Bet you didn’t know Contiki partnered with a cycling team, did you? Meet Velo Bavarian, a team of cyclists in the UK who compete on the road and the track around the UK. Recently we sat down with Rebecca Newark from the team, a fiercely competitive 24 year old with a passion for all things sports, but especially cycling. We discussed her love of staying active, her experience as a Para-Athlete, and her wildest career dreams.
How did you get into cycling?
“Well, I used to play cricket actually. I played for Yorkshire’s women’s age groups all the way through to the senior first XI, and I thought I was going to be a professional cricketer. I was born with Congenital Talipies (club foot) which is a lower limb impairment. At the age of 19 my ankle joint started to deteriorate significantly so I had to stop playing cricket.”
“I needed something to keep active and it couldn’t be something that involved running or being heavily on your feet, so I took up cycling because it was something I could do without being restricted. I wasn’t going to throw myself into competitive cycling at first, I didn’t think that was going to happen. But, I am quite inherently competitive, so I kept cycling more and I just thought ‘Alright, this is quite good, this is pretty fun.’”
“I attended a Parasport talent ID and once I finished university I became really serious about cycling and figured that this is what I wanted. Like I said, full time competitive cycling was never the original plan, but with the opportunity of Parasport the passion developed over time.”

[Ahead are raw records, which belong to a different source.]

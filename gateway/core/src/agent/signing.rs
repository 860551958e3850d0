//! AWS Signature Version 4
//!
//! Signs agent runtime requests with static credentials taken from the
//! standard `AWS_*` environment variables. Only header-based signing is
//! supported; presigned URLs are never needed here.
//!
//! # Steps
//!
//! 1. Canonical request: method, URI, query, headers, signed headers, payload hash
//! 2. String to sign: algorithm, timestamp, credential scope, canonical request hash
//! 3. Signing key: HMAC chain over date, region, service and `aws4_request`
//! 4. `Authorization` header carrying the hex signature

use std::fmt;

use chrono::{DateTime, Utc};
use hmac::{Hmac, Mac};
use reqwest::Url;
use sha2::{Digest, Sha256};

use crate::error::TransportError;

type HmacSha256 = Hmac<Sha256>;

const ALGORITHM: &str = "AWS4-HMAC-SHA256";
const TERMINATOR: &str = "aws4_request";

// ============================================================================
// Credentials
// ============================================================================

/// Static AWS credentials
#[derive(Clone, PartialEq, Eq)]
pub struct Credentials {
    /// Access key identifier
    pub access_key_id: String,
    /// Secret access key
    pub secret_access_key: String,
    /// Session token for temporary credentials
    pub session_token: Option<String>,
}

impl Credentials {
    /// Create credentials without a session token
    pub fn new(access_key_id: impl Into<String>, secret_access_key: impl Into<String>) -> Self {
        Self {
            access_key_id: access_key_id.into(),
            secret_access_key: secret_access_key.into(),
            session_token: None,
        }
    }

    /// Attach a session token
    #[must_use]
    pub fn with_session_token(mut self, token: impl Into<String>) -> Self {
        self.session_token = Some(token.into());
        self
    }

    /// Read `AWS_ACCESS_KEY_ID`, `AWS_SECRET_ACCESS_KEY` and `AWS_SESSION_TOKEN`
    ///
    /// # Errors
    ///
    /// Returns [`TransportError::Credentials`] if the key pair is missing.
    pub fn from_env() -> Result<Self, TransportError> {
        Self::from_lookup(|key| std::env::var(key).ok())
    }

    /// Same as [`Credentials::from_env`] with a custom variable lookup
    ///
    /// # Errors
    ///
    /// Returns [`TransportError::Credentials`] if the key pair is missing.
    pub fn from_lookup<F>(lookup: F) -> Result<Self, TransportError>
    where
        F: Fn(&str) -> Option<String>,
    {
        let non_empty = |key: &str| lookup(key).filter(|v| !v.trim().is_empty());

        let access_key_id = non_empty("AWS_ACCESS_KEY_ID")
            .ok_or_else(|| TransportError::Credentials("AWS_ACCESS_KEY_ID is not set".into()))?;
        let secret_access_key = non_empty("AWS_SECRET_ACCESS_KEY").ok_or_else(|| {
            TransportError::Credentials("AWS_SECRET_ACCESS_KEY is not set".into())
        })?;

        Ok(Self {
            access_key_id,
            secret_access_key,
            session_token: non_empty("AWS_SESSION_TOKEN"),
        })
    }
}

impl fmt::Debug for Credentials {
    fn fmt(&self, f: &mut fmt::Formatter<'_>) -> fmt::Result {
        f.debug_struct("Credentials")
            .field("access_key_id", &self.access_key_id)
            .field("secret_access_key", &"<redacted>")
            .field("session_token", &self.session_token.as_ref().map(|_| "<redacted>"))
            .finish()
    }
}

// ============================================================================
// Signer
// ============================================================================

/// SigV4 signer bound to one region and service
#[derive(Clone, Debug)]
pub struct SigV4Signer {
    credentials: Credentials,
    region: String,
    service: String,
}

impl SigV4Signer {
    /// Create a signer
    pub fn new(
        credentials: Credentials,
        region: impl Into<String>,
        service: impl Into<String>,
    ) -> Self {
        Self {
            credentials,
            region: region.into(),
            service: service.into(),
        }
    }

    /// Region requests are scoped to
    #[must_use]
    pub fn region(&self) -> &str {
        &self.region
    }

    /// Compute the headers to add to a request
    ///
    /// `headers` are extra headers that must be covered by the signature
    /// (`host` and `x-amz-date` are always signed). Returns the
    /// `x-amz-date`, optional `x-amz-security-token` and `authorization`
    /// headers, in that order.
    #[must_use]
    pub fn sign(
        &self,
        method: &str,
        url: &Url,
        headers: &[(&str, &str)],
        payload: &[u8],
        now: DateTime<Utc>,
    ) -> Vec<(String, String)> {
        let amz_date = now.format("%Y%m%dT%H%M%SZ").to_string();
        let date = now.format("%Y%m%d").to_string();

        let mut signed: Vec<(String, String)> = headers
            .iter()
            .map(|(name, value)| (name.to_ascii_lowercase(), normalize_header_value(value)))
            .collect();
        signed.push(("host".to_string(), host_header(url)));
        signed.push(("x-amz-date".to_string(), amz_date.clone()));
        if let Some(token) = &self.credentials.session_token {
            signed.push(("x-amz-security-token".to_string(), token.clone()));
        }
        signed.sort();

        let canonical = canonical_request(method, url, &signed, payload);
        let scope = format!("{date}/{}/{}/{TERMINATOR}", self.region, self.service);
        let string_to_sign = format!(
            "{ALGORITHM}\n{amz_date}\n{scope}\n{}",
            hex::encode(Sha256::digest(canonical.as_bytes()))
        );

        let key = self.signing_key(&date);
        let signature = hex::encode(hmac_sha256(&key, string_to_sign.as_bytes()));
        let signed_names = signed_header_names(&signed);

        tracing::trace!(service = %self.service, region = %self.region, signed_headers = %signed_names, "Signed request");

        let mut out = vec![("x-amz-date".to_string(), amz_date)];
        if let Some(token) = &self.credentials.session_token {
            out.push(("x-amz-security-token".to_string(), token.clone()));
        }
        out.push((
            "authorization".to_string(),
            format!(
                "{ALGORITHM} Credential={}/{scope}, SignedHeaders={signed_names}, Signature={signature}",
                self.credentials.access_key_id
            ),
        ));
        out
    }

    fn signing_key(&self, date: &str) -> Vec<u8> {
        let secret = format!("AWS4{}", self.credentials.secret_access_key);
        let k_date = hmac_sha256(secret.as_bytes(), date.as_bytes());
        let k_region = hmac_sha256(&k_date, self.region.as_bytes());
        let k_service = hmac_sha256(&k_region, self.service.as_bytes());
        hmac_sha256(&k_service, TERMINATOR.as_bytes())
    }
}

// ============================================================================
// Canonicalization
// ============================================================================

fn canonical_request(method: &str, url: &Url, headers: &[(String, String)], payload: &[u8]) -> String {
    let canonical_headers: String = headers
        .iter()
        .map(|(name, value)| format!("{name}:{value}\n"))
        .collect();

    format!(
        "{method}\n{}\n{}\n{canonical_headers}\n{}\n{}",
        canonical_uri(url),
        canonical_query(url),
        signed_header_names(headers),
        hex::encode(Sha256::digest(payload))
    )
}

/// Path segments are encoded a second time, as every service except S3 expects
fn canonical_uri(url: &Url) -> String {
    let path = url.path();
    if path.is_empty() {
        return "/".to_string();
    }
    path.split('/').map(uri_encode).collect::<Vec<_>>().join("/")
}

fn canonical_query(url: &Url) -> String {
    let mut pairs: Vec<(String, String)> = url
        .query_pairs()
        .map(|(k, v)| (uri_encode(&k), uri_encode(&v)))
        .collect();
    pairs.sort();
    pairs
        .into_iter()
        .map(|(k, v)| format!("{k}={v}"))
        .collect::<Vec<_>>()
        .join("&")
}

fn signed_header_names(headers: &[(String, String)]) -> String {
    headers
        .iter()
        .map(|(name, _)| name.as_str())
        .collect::<Vec<_>>()
        .join(";")
}

fn host_header(url: &Url) -> String {
    let host = url.host_str().unwrap_or_default();
    match url.port() {
        Some(port) => format!("{host}:{port}"),
        None => host.to_string(),
    }
}

fn normalize_header_value(value: &str) -> String {
    value.split_whitespace().collect::<Vec<_>>().join(" ")
}

/// Percent-encode everything outside the RFC 3986 unreserved set
fn uri_encode(input: &str) -> String {
    let mut out = String::with_capacity(input.len());
    for byte in input.bytes() {
        if byte.is_ascii_alphanumeric() || matches!(byte, b'-' | b'_' | b'.' | b'~') {
            out.push(char::from(byte));
        } else {
            out.push_str(&format!("%{byte:02X}"));
        }
    }
    out
}

fn hmac_sha256(key: &[u8], data: &[u8]) -> Vec<u8> {
    let mut mac = HmacSha256::new_from_slice(key).expect("HMAC accepts keys of any length");
    mac.update(data);
    mac.finalize().into_bytes().to_vec()
}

Have you always wanted to go into competitive sports?
“I think anyone who knows me would tell you that I’ve always been competitive across everything, no matter what sport I played. I played pretty much every sport growing up and if there was a team that needed someone else to play then I’d always fill in.”
“I’m definitely not one of those people that can just turn up to a sport and do it for fun, so the professional aspect came quite naturally. Obviously it is fun, don’t get me wrong! You don’t do what I do if you’re not enjoying it. But it would be really difficult for me not to be super competitive, and not to have a sport to be passionate about. On a race day it’s just about leaving it all out there.”
With competitive sports people often only see the highlights and the wins, but what are some of the more challenging aspects of being a professional cyclist that your average viewer may not know about?
“Yeah, it’s all the background work that goes into it. When the spectators watch a race they see the one event and someone wins at the end and you go home. But they don’t see the many months beforehand when you’re on your turbo in the garage or battling up climbs in the rain, training every day for hours on your own in order to show up for those really brief race minutes.”
“You can’t just rock up to a race and clip in and hope you have good luck – it’s rarely about luck. It’s the number of hours of training in the background as well as the discipline it takes to get up and do your ride and do your training. It’s not always the nicest session, but at the end of it I always get some kind of satisfaction: I’ve done it, and I don’t have it playing at the back of my mind anymore.”
Image source:Rebecca Newark, Velo Bavarian
On self-discipline, how do you maintain that kind of rigid routine?
“I guess it’s like any job: some people get up and head to the office for nine, I wake up and I have to train; that’s just what I have to do. There isn’t really an alternative, if you don’t do it then you’re not going to stay on top.”
“You can’t always rely solely on self motivation, you only have a certain amount of that. I’m not on my own, I have coaches who set and support all my training sessions and I meet with them for camps and races. They’re showing up for me and putting in the time for me, so I owe it to them to do the same.”
As a Para-Athlete, how is travelling to events and performing different for you?
“I can’t speak for every Para-Athlete, there are a wide range of impairments, but there just tends to be more equipment involved. We need to think of more things when we travel to different events. I’m based in the North but I race all over the country so travel is quite a big and expensive part of the sport .”
Is there anything that you’d like people to be more aware of and take into account?
“I have a lower leg impairment so walking long distances can sometimes be hard, but there are lots of struggles for other athletes, particularly visually impaired and wheelchair users.”
If you could cycle on a competitive track anywhere in the world, where would it be?
“I’d like to ride some of the stages of the Tour de France and Tour de France Femmes, I mean that’s one of the biggest and most famous races in the world. But I’d also love to ride stages of the The Giro which is also a big stage race in Italy.”
And in terms of a leisurely cycle, where would you like to go?
“Well I currently live around the Lake District so I really can’t complain, the scenery is breathtaking. Lots of amazing routes and climbs! But in terms of abroad I think I’d love to cycle in Girona, Spain. It’s where a lot of pro-cyclicts live or train for the winter season, so that’d be my pick.”
What do you get out of cycling (aside from obviously all the glory and the competition)?
“I think cycling brings a great freedom to myself and others. You get to go somewhere new and experience the place in a completely different way.”
“The deterioration of my lower leg stopped me from running and took a lot of sporting options away from me, but cycling has opened up a new door of discovery. It’s a great sport for anyone with a range of impairments, it’s got real longevity, you can do it competitively or recreationally and explore at the same time.”